I first began applying Lean to IT in 2011 while serving as CIO of a multi-hospital integrated delivery network in Arizona. We had already begun a Lean journey in the clinical areas but not yet in IT. We had just selected a new EHR software vendor and were preparing to begin staffing-up the project team and kicking off the program. My IT team lacked Lean know-how and, inundated with a large-scale program of EHR and technology infrastructure transformation, had little free time. The health system’s Continuous Improvement (CI) team was focused primarily on deploying Lean in the ED and inpatient clinical areas. Eager to jump on the Lean bandwagon and transform IT project execution and service delivery, we sent our leaders to a week-long Lean Leadership course and decided to bring in an outside coach. We were fortunate to find an exceptional consultant — a former CTO with impeccable credentials in not only the process improvement frameworks of Lean and Theory of Constraints, but also the IT-oriented bodies of knowledge favored by technology practitioners and auditors alike: IT Infrastructure Library (ITIL) and Control Objectives for Information and Related Technology (COBiT).
From the Lean Leader training and teachings of the consultant, the IT management team began to understand the philosophy, principles, and methods of Lean and other improvement frameworks. “The role of leaders in a Lean world is to assure the front line understands the mission of the enterprise and has clear line of site (with Key Performance Indicator) to True North,” Julie Bartels, VP of the ThedaCare Center for Healthcare Value noted. “The leader is also responsible for making sure that employees or teams are capable and have sufficient capacity to manage the work and knock down barriers if needed.”
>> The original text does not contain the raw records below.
use std::panic::{AssertUnwindSafe, catch_unwind};
use std::sync::{Arc, Mutex, PoisonError};
use std::time::Duration;

use tracing::{error, warn};

use super::blocking::{BlockingOperation, panic_message};
use super::metrics::{METRICS, Occupancy};
use crate::error::ControlError;

/// Positional results of a batch run plus the per-operation failures that
/// produced `None` slots.
#[derive(Debug)]
pub struct BatchOutcome<T> {
    pub results: Vec<Option<T>>,
    pub warnings: Vec<String>,
}

impl<T> BatchOutcome<T> {
    pub fn failed(&self) -> usize {
        self.results.iter().filter(|r| r.is_none()).count()
    }

    pub fn is_complete(&self) -> bool {
        self.failed() == 0
    }

    pub fn partial_failure(&self) -> Option<ControlError> {
        if self.warnings.is_empty() {
            None
        } else {
            Some(ControlError::PartialFailure {
                warnings: self.warnings.clone(),
            })
        }
    }
}

struct BatchSlots<T> {
    values: Vec<Option<T>>,
    errors: Vec<String>,
    abandoned: bool,
}

/// Runs many independent engine calls in contiguous batches, one worker per
/// batch, yielding to the scheduler between batches.
#[derive(Debug, Clone)]
pub struct BatchBridge {
    batch_size: usize,
    timeout_per_batch: Duration,
    pool_size: usize,
}

impl BatchBridge {
    pub fn new(batch_size: usize, timeout_per_batch: Duration, pool_size: usize) -> Self {
        Self {
            batch_size: batch_size.max(1),
            timeout_per_batch,
            pool_size: pool_size.max(1),
        }
    }

    pub fn batch_size(&self) -> usize {
        self.batch_size
    }

    pub async fn run_batch<T: Send + 'static>(
        &self,
        description: &str,
        operations: Vec<BlockingOperation<T>>,
    ) -> BatchOutcome<T> {
        self.run_batch_with(description, operations, self.batch_size, self.timeout_per_batch)
            .await
    }

    /// Output slot `i` always belongs to operation `i`. A failing or timed out
    /// operation leaves `None` and never aborts the remaining batches.
    pub async fn run_batch_with<T: Send + 'static>(
        &self,
        description: &str,
        operations: Vec<BlockingOperation<T>>,
        batch_size: usize,
        timeout_per_batch: Duration,
    ) -> BatchOutcome<T> {
        let batch_size = batch_size.max(1);
        let total = operations.len();
        let mut results: Vec<Option<T>> = Vec::with_capacity(total);
        let mut warnings = Vec::new();
        let mut pending = operations.into_iter();

        loop {
            let batch: Vec<BlockingOperation<T>> = pending.by_ref().take(batch_size).collect();
            if batch.is_empty() {
                break;
            }
            let start = results.len();
            let end = start + batch.len();
            METRICS.calls_started.add(batch.len() as u64, &[]);

            let slots = Arc::new(Mutex::new(BatchSlots {
                values: (0..batch.len()).map(|_| None).collect(),
                errors: Vec::new(),
                abandoned: false,
            }));
            let worker_slots = Arc::clone(&slots);
            let occupancy = Occupancy::enter(self.pool_size);
            let handle = tokio::task::spawn_blocking(move || {
                let _occupancy = occupancy;
                for (index, op) in batch.into_iter().enumerate() {
                    if worker_slots.lock().unwrap_or_else(PoisonError::into_inner).abandoned {
                        break;
                    }
                    let op_description = op.description().to_string();
                    let outcome = catch_unwind(AssertUnwindSafe(move || op.invoke()));
                    let mut slots = worker_slots.lock().unwrap_or_else(PoisonError::into_inner);
                    if slots.abandoned {
                        break;
                    }
                    match outcome {
                        Ok(Ok(value)) => slots.values[index] = Some(value),
                        Ok(Err(err)) => slots.errors.push(format!("{op_description}: {err:#}")),
                        Err(payload) => slots.errors.push(format!(
                            "{op_description}: worker panicked: {}",
                            panic_message(payload.as_ref())
                        )),
                    }
                }
            });

            let timed_out = match tokio::time::timeout(timeout_per_batch, handle).await {
                Ok(Ok(())) => false,
                Ok(Err(join_err)) => {
                    error!("{description} batch {start}-{end} worker failed: {join_err}");
                    false
                }
                Err(_) => true,
            };

            // the guard must be gone before the yield below
            let values = {
                let mut slots = slots.lock().unwrap_or_else(PoisonError::into_inner);
                if timed_out {
                    slots.abandoned = true;
                    METRICS.calls_timed_out.add(1, &[]);
                    let msg = format!(
                        "{description} batch {start}-{end} exceeded {}ms timeout",
                        timeout_per_batch.as_millis()
                    );
                    error!("{msg}");
                    warnings.push(msg);
                }
                for err in slots.errors.drain(..) {
                    warn!("Batch operation failed: {err}");
                    METRICS.calls_failed.add(1, &[]);
                    warnings.push(err);
                }
                std::mem::take(&mut slots.values)
            };
            METRICS
                .calls_succeeded
                .add(values.iter().filter(|v| v.is_some()).count() as u64, &[]);
            results.extend(values);

            tokio::task::yield_now().await;
        }

        debug_assert_eq!(results.len(), total);
        BatchOutcome { results, warnings }
    }
}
In a Lean organization, managing equates to improving. Good performance is never good enough. One can always do better. Lean is constant striving for perfection, upgrading of performance targets and improvement activities at the front lines, engaging every staff person every day in solving each problem.
If leaders were to give clear direction to the staff on True North, they would need to have clarity it first in their minds. The consultant engaged the IT managers in a robust discussion to define value from the perspective of IT’s stakeholders. We reflected on the mission and strategic goals of the health system, which focus on patient care and community health, and concluded that the purpose of IT was to contribute to these enterprise-wide True North objectives. IT value, we decided, could not be determined solely by direct hard-dollar ROI.
In its current primary role as an internal service provider, the value of IT is in its provision of technology services and information to clinicians, employees, patients, and family members that improve patient safety, access, quality of care and affordability. In order to fulfill this mission, IT would need to deliver highly reliable systems, real-time meaningful information and timely, efficient, high quality technology projects and services, as well as contribution to financial stewardship initiatives to respond to near-term margin pressures and long-term health system sustainability.
These early IT leadership conversations about business value informed later decisions in shaping the technology department’s vision and mission statements, annual goals and performance metrics. More immediately, these discussions were important to identify, cultivate consensus and increase urgency about opportunities for performance improvement in areas under IT’s control or influence. The next step was focusing efforts, diagnosing the current state of IT operations and building a coalition of IT staff to launch a formal process improvement initiative.
[Part 2 of this series will be published soon]
Robert Slepin is Director of Electronic Health Records (EHR) at Johns Hopkins Aramco Healthcare (JHAH), the result of a joint venture between Saudi Aramco and Johns Hopkins Medicine. JHAH provides integrated and patient-centered care to Saudi Aramco’s employees and health care beneficiaries. Slepin’s role is to lead the Epic@JHAH program, a transformation initiative to digitize patient data and automate patient-care processes at JHAH’s Dhahran hospital, satellite clinics and remote area clinics across the Kingdom of Saudi Arabia. Previously, he served as CIO at John C. Lincoln Health Network.
Guy says
Thanks for sharing, and looking forward to second post, anticipating learning about the benefits so that a business case can be made to leadership.